Background: Sepsis, severe sepsis, and septic shock remain important contributors to hospital utilization, morbidity and mortality in the United States. Timely interventions including blood cultures, intravenous crystalloid infusions, and antibiotics make up the 3-hour sepsis bundle which represents current standard of practice, and the target of hospital quality reporting. Many aspects of sepsis care are still under discussion including best diagnostic criteria, optimal timing of treatment, and management of heterogeneity. Isolating the impact of treatment timing from other patient factors has proved challenging.

Methods: We performed a retrospective observational analysis of patients with severe bacterial illness admitted to a 6 hospital network from 2011 to 2017. The primary outcome in this study was a composite of inpatient mortality or length of stay more than 10 days, stratifying by different definitions of sepsis: 2+ SIRS criteria, 2+ SOFA score, both, or neither. We then investigated the ability to predict antibiotic latency, defined as the time from presentation to administration using patient factors prior to treatment including demographics, vitals, labs, and orders collected prior to 1, 3, and 6 hours of presentation. Finally to disentangle the impact of treatment timing from patient factors we compared a cohort that received antibiotics before time “t” against a propensity score matched control that did not across all time points between 15 minutes and 24 hours.

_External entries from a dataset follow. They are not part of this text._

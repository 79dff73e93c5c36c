use poem_openapi::Tags;

#[derive(Debug, Tags)]
pub enum ApiTags {
    Health,
    Catalog,
    Storefront,
    Cart,
}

Results: We identified 21,425 patients admitted with severe bacterial infection, of which 29.4% had no sign of sepsis, 35% were SIRS positive, 8% were SOFA positive, and 27.3% were both SIRS and SOFA positive. In all groups antibiotic latency followed a J curve relationship with higher mortality and length of stay within the first hour and after the fourth hour. Patients were observed to have higher acuity when receiving antibiotics within the first hour, and greater complexity when receiving antibiotics late. Patient factors were able to predict with good accuracy whether antibiotics were administered within 1 hour (AUC 0.72), within 3 hours (AUC 0.74), and within 6 hours (AUC 0.76). Earlier antibiotics administration was associated with improved outcomes against matched controls for all time points later than 2.5 hours for all groups including patients who lacked any diagnostic criteria of sepsis.

Conclusions: Timing of antibiotics for patients admitted with infection is a predictable function of severity of illness and complexity. Earlier antibiotic timing was associated with improved outcomes independent of risk or diagnosis of sepsis, and easier to observe in lower risk patients. Based on these data, future efforts to improve outcomes include education of at-risk individuals to present earlier to the hospital. Additionally, decision support tools should focus on patients who benefit specifically from timely treatment and not merely identifying sepsis or absolute risk. Finally, risk adjusted latency of care is likely a better measure of quality than a 1 hour or 3 hour sepsis bundle adherence.